Aim of the task
Starting at the line with "assert!(limiter.snapshot().await.tokens <= 1.0);", set down each line of the entries below through the last one, exactly as it stands.

=-=-=-=-=

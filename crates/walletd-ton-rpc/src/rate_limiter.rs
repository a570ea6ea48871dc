//! Per-provider token-bucket rate limiter with exponential backoff.
//!
//! Each provider owns an independent [`RateLimiter`]; there is no shared
//! bucket, so a 429 on one provider never throttles another. FIFO
//! fairness across concurrent `acquire` callers is provided by a
//! `tokio::sync::Semaphore`, which tokio documents as serving permits in
//! request order — the same primitive `walletd_resilience::circuit_breaker`
//! reaches for when it needs ordered access to shared state.

use std::time::Duration;

use serde::Serialize;
use tokio::sync::{Mutex, RwLock, Semaphore};
use tokio::time::Instant;

/// Tunable parameters for one provider's bucket.
#[derive(Debug, Clone, Copy, PartialEq)]
pub struct RateLimitConfig {
    pub rps: u32,
    pub burst_size: u32,
    pub min_delay_ms: u64,
    pub backoff_multiplier: u64,
    pub max_backoff_ms: u64,
}

impl RateLimitConfig {
    /// Default sizing derived from `rps` alone.
    pub fn from_rps(rps: u32) -> Self {
        let (burst_size, min_delay_ms) = default_sizing(rps);
        RateLimitConfig {
            rps,
            burst_size,
            min_delay_ms,
            backoff_multiplier: 2,
            max_backoff_ms: 30_000,
        }
    }

    /// Merge `overrides` on top of this config; fields left at `None` in
    /// `overrides` keep their current value.
    pub fn merged(mut self, overrides: RateLimitConfigOverrides) -> Self {
        if let Some(rps) = overrides.rps {
            self.rps = rps;
        }
        if let Some(burst) = overrides.burst_size {
            self.burst_size = burst;
        }
        if let Some(delay) = overrides.min_delay_ms {
            self.min_delay_ms = delay;
        }
        if let Some(mult) = overrides.backoff_multiplier {
            self.backoff_multiplier = mult;
        }
        if let Some(max) = overrides.max_backoff_ms {
            self.max_backoff_ms = max;
        }
        self
    }
}

/// Sparse override set for [`RateLimiter::update_config`].
#[derive(Debug, Clone, Copy, Default)]
pub struct RateLimitConfigOverrides {
    pub rps: Option<u32>,
    pub burst_size: Option<u32>,
    pub min_delay_ms: Option<u64>,
    pub backoff_multiplier: Option<u64>,
    pub max_backoff_ms: Option<u64>,
}

fn default_sizing(rps: u32) -> (u32, u64) {
    let rps_f = rps.max(1) as f64;
    if rps <= 3 {
        (1, (1000.0 / rps_f * 1.2).ceil() as u64)
    } else if rps <= 5 {
        (2, (1000.0 / rps_f * 1.2).ceil() as u64)
    } else {
        let burst = 3u32.max((rps_f * 1.5).ceil() as u32);
        (burst, (1000.0 / rps_f * 1.1).ceil() as u64)
    }
}

#[derive(Debug, Clone, Copy)]
struct Inner {
    tokens: f64,
    last_refill_at: Instant,
    /// Separate from `last_refill_at`: when a token was last actually
    /// handed out, for the minimum-spacing floor in step 5. Kept apart so
    /// a refill-driven wait (burst exhaustion) doesn't get an *additional*
    /// `min_delay_ms` tacked on afterwards.
    last_dispensed_at: Option<Instant>,
    current_backoff_ms: u64,
    consecutive_errors: u32,
}

/// Read-only view of the limiter's internal state, for observability.
#[derive(Debug, Clone, Copy, Serialize)]
pub struct RateLimiterSnapshot {
    pub tokens: f64,
    pub current_backoff_ms: u64,
    pub consecutive_errors: u32,
}

/// Per-provider token bucket. Construct one per resolved provider; never
/// shared across providers.
pub struct RateLimiter {
    config: RwLock<RateLimitConfig>,
    state: Mutex<Inner>,
    /// Serializes and orders concurrent `acquire` callers (the "currently
    /// processing" flag plus FIFO waiter queue).
    admission: Semaphore,
}

impl RateLimiter {
    pub fn new(config: RateLimitConfig) -> Self {
        let burst = config.burst_size as f64;
        RateLimiter {
            config: RwLock::new(config),
            state: Mutex::new(Inner {
                tokens: burst,
                last_refill_at: Instant::now(),
                last_dispensed_at: None,
                current_backoff_ms: 0,
                consecutive_errors: 0,
            }),
            admission: Semaphore::new(1),
        }
    }

    pub fn from_rps(rps: u32) -> Self {
        Self::new(RateLimitConfig::from_rps(rps))
    }

    /// Attempt to acquire one token within `timeout`. Never panics or
    /// throws — returns `false` on timeout, matching the "rate limiter
    /// recovers locally" propagation policy.
    pub async fn acquire(&self, timeout: Duration) -> bool {
        let deadline = Instant::now() + timeout;

        let permit = match tokio::time::timeout(timeout, self.admission.acquire()).await {
            Ok(Ok(permit)) => permit,
            _ => return false,
        };

        let mut state = self.state.lock().await;
        let config = *self.config.read().await;

        refill(&mut state, &config);

        if state.current_backoff_ms > 0 {
            // The penalty is paid on every acquire while it's in effect, not
            // just the next one: only `report_success` clears it, so two
            // errors in a row (even across separate acquires) still double.
            let backoff = Duration::from_millis(state.current_backoff_ms);
            drop(state);
            tokio::time::sleep(backoff).await;
            state = self.state.lock().await;
            state.last_refill_at = Instant::now();
        }

        loop {
            if state.tokens >= 1.0 {
                break;
            }
            if Instant::now() >= deadline {
                drop(state);
                drop(permit);
                return false;
            }
            let wait = Duration::from_millis(100).min(Duration::from_millis(config.min_delay_ms));
            drop(state);
            tokio::time::sleep(wait).await;
            state = self.state.lock().await;
            refill(&mut state, &config);
        }

        state.tokens -= 1.0;
        let min_delay = Duration::from_millis(config.min_delay_ms);
        if let Some(last_dispensed) = state.last_dispensed_at {
            let since_dispensed = Instant::now().saturating_duration_since(last_dispensed);
            if since_dispensed < min_delay {
                let remaining = min_delay - since_dispensed;
                drop(state);
                tokio::time::sleep(remaining).await;
                state = self.state.lock().await;
            }
        }
        let now = Instant::now();
        state.last_refill_at = now;
        state.last_dispensed_at = Some(now);
        drop(state);
        drop(permit);
        true
    }

    pub async fn report_success(&self) {
        let mut state = self.state.lock().await;
        state.current_backoff_ms = 0;
        state.consecutive_errors = 0;
    }

    pub async fn report_rate_limit_error(&self) {
        let config = *self.config.read().await;
        let mut state = self.state.lock().await;
        state.consecutive_errors += 1;
        state.current_backoff_ms = if state.current_backoff_ms == 0 {
            config.min_delay_ms * config.backoff_multiplier
        } else {
            (state.current_backoff_ms * config.backoff_multiplier).min(config.max_backoff_ms)
        };
        state.tokens = 0.0;
        state.last_refill_at = Instant::now();
    }

    pub async fn report_error(&self) {
        let config = *self.config.read().await;
        let mut state = self.state.lock().await;
        state.consecutive_errors += 1;
        if state.consecutive_errors >= 3 {
            state.current_backoff_ms = (config.min_delay_ms * state.consecutive_errors as u64)
                .min(config.max_backoff_ms / 2);
        }
    }

    pub async fn update_config(&self, overrides: RateLimitConfigOverrides) {
        let mut config = self.config.write().await;
        *config = config.merged(overrides);
        let mut state = self.state.lock().await;
        if state.tokens > config.burst_size as f64 {
            state.tokens = config.burst_size as f64;
        }
    }

    pub async fn reset(&self) {
        let config = *self.config.read().await;
        let mut state = self.state.lock().await;
        state.tokens = config.burst_size as f64;
        state.last_refill_at = Instant::now();
        state.last_dispensed_at = None;
        state.current_backoff_ms = 0;
        state.consecutive_errors = 0;
    }

    pub async fn snapshot(&self) -> RateLimiterSnapshot {
        let state = self.state.lock().await;
        RateLimiterSnapshot {
            tokens: state.tokens,
            current_backoff_ms: state.current_backoff_ms,
            consecutive_errors: state.consecutive_errors,
        }
    }
}

fn refill(state: &mut Inner, config: &RateLimitConfig) {
    let now = Instant::now();
    let elapsed = now.saturating_duration_since(state.last_refill_at).as_secs_f64();
    state.tokens = (state.tokens + elapsed * config.rps as f64).min(config.burst_size as f64);
    state.last_refill_at = now;
}

#[cfg(test)]
mod tests {
    use super::*;

    #[tokio::test(start_paused = true)]
    async fn single_slot_bucket_spaces_acquires_by_min_delay() {
        let limiter = RateLimiter::new(RateLimitConfig {
            rps: 1,
            burst_size: 1,
            min_delay_ms: 1000,
            backoff_multiplier: 2,
            max_backoff_ms: 30_000,
        });

        let start = Instant::now();
        assert!(limiter.acquire(Duration::from_secs(5)).await);
        assert!(limiter.acquire(Duration::from_secs(5)).await);
        assert!(limiter.acquire(Duration::from_secs(5)).await);
        let elapsed = Instant::now().saturating_duration_since(start);
        assert!(elapsed >= Duration::from_millis(2000), "elapsed={elapsed:?}");
    }

    #[tokio::test(start_paused = true)]
    async fn high_rps_burst_drains_quickly_then_waits() {
        let limiter = RateLimiter::new(RateLimitConfig {
            rps: 25,
            burst_size: 30,
            min_delay_ms: 1,
            backoff_multiplier: 2,
            max_backoff_ms: 30_000,
        });

        let start = Instant::now();
        for _ in 0..30 {
            assert!(limiter.acquire(Duration::from_secs(5)).await);
        }
        let drained_at = Instant::now().saturating_duration_since(start);
        assert!(drained_at < Duration::from_millis(50), "drained_at={drained_at:?}");

        assert!(limiter.acquire(Duration::from_secs(5)).await);
        let total = Instant::now().saturating_duration_since(start);
        assert!(total >= Duration::from_millis(30), "total={total:?}");
    }

    #[tokio::test(start_paused = true)]
    async fn rate_limit_errors_back_off_exponentially() {
        let limiter = RateLimiter::new(RateLimitConfig {
            rps: 10,
            burst_size: 3,
            min_delay_ms: 100,
            backoff_multiplier: 2,
            max_backoff_ms: 10_000,
        });

        assert!(limiter.acquire(Duration::from_secs(1)).await);
        limiter.report_rate_limit_error().await;
        assert_eq!(limiter.snapshot().await.current_backoff_ms, 200);

        let start = Instant::now();
        assert!(limiter.acquire(Duration::from_secs(1)).await);
        let elapsed = Instant::now().saturating_duration_since(start);
        assert!(elapsed >= Duration::from_millis(200), "elapsed={elapsed:?}");

        limiter.report_rate_limit_error().await;
        assert_eq!(limiter.snapshot().await.current_backoff_ms, 400);
        limiter.report_rate_limit_error().await;
        assert_eq!(limiter.snapshot().await.current_backoff_ms, 800);
    }

    #[tokio::test(start_paused = true)]
    async fn backoff_caps_at_max() {
        let limiter = RateLimiter::new(RateLimitConfig {
            rps: 10,
            burst_size: 3,
            min_delay_ms: 1000,
            backoff_multiplier: 3,
            max_backoff_ms: 5_000,
        });
        for _ in 0..5 {
            limiter.report_rate_limit_error().await;
        }
        assert_eq!(limiter.snapshot().await.current_backoff_ms, 5_000);
    }

    #[tokio::test(start_paused = true)]
    async fn report_success_clears_backoff_and_error_count() {
        let limiter = RateLimiter::from_rps(5);
        limiter.report_rate_limit_error().await;
        limiter.report_success().await;
        let snapshot = limiter.snapshot().await;
        assert_eq!(snapshot.current_backoff_ms, 0);
        assert_eq!(snapshot.consecutive_errors, 0);
    }

    #[tokio::test(start_paused = true)]
    async fn timeout_returns_false_without_panicking() {
        let limiter = RateLimiter::new(RateLimitConfig {
            rps: 1,
            burst_size: 1,
            min_delay_ms: 10_000,
            backoff_multiplier: 2,
            max_backoff_ms: 30_000,
        });
        assert!(limiter.acquire(Duration::from_millis(1)).await);
        assert!(!limiter.acquire(Duration::from_millis(50)).await);
    }

    #[tokio::test(start_paused = true)]
    async fn update_config_clamps_existing_tokens_to_new_burst() {
        let limiter = RateLimiter::from_rps(10);
        limiter
            .update_config(RateLimitConfigOverrides {
                burst_size: Some(1),
                ..Default::default()
            })
            .await;
        assert!(limiter.snapshot().await.tokens <= 1.0);
    }

    #[test]
    fn default_sizing_matches_spec_table() {
        assert_eq!(default_sizing(3), (1, 400));
        assert_eq!(default_sizing(5), (2, 240));
        assert_eq!(default_sizing(25), (38, 44));
    }
}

=-=-=-=-=

Answer section
        assert!(limiter.snapshot().await.tokens <= 1.0);
    }

    #[test]
    fn default_sizing_matches_spec_table() {
        assert_eq!(default_sizing(3), (1, 400));
        assert_eq!(default_sizing(5), (2, 240));
        assert_eq!(default_sizing(25), (38, 44));
    }
}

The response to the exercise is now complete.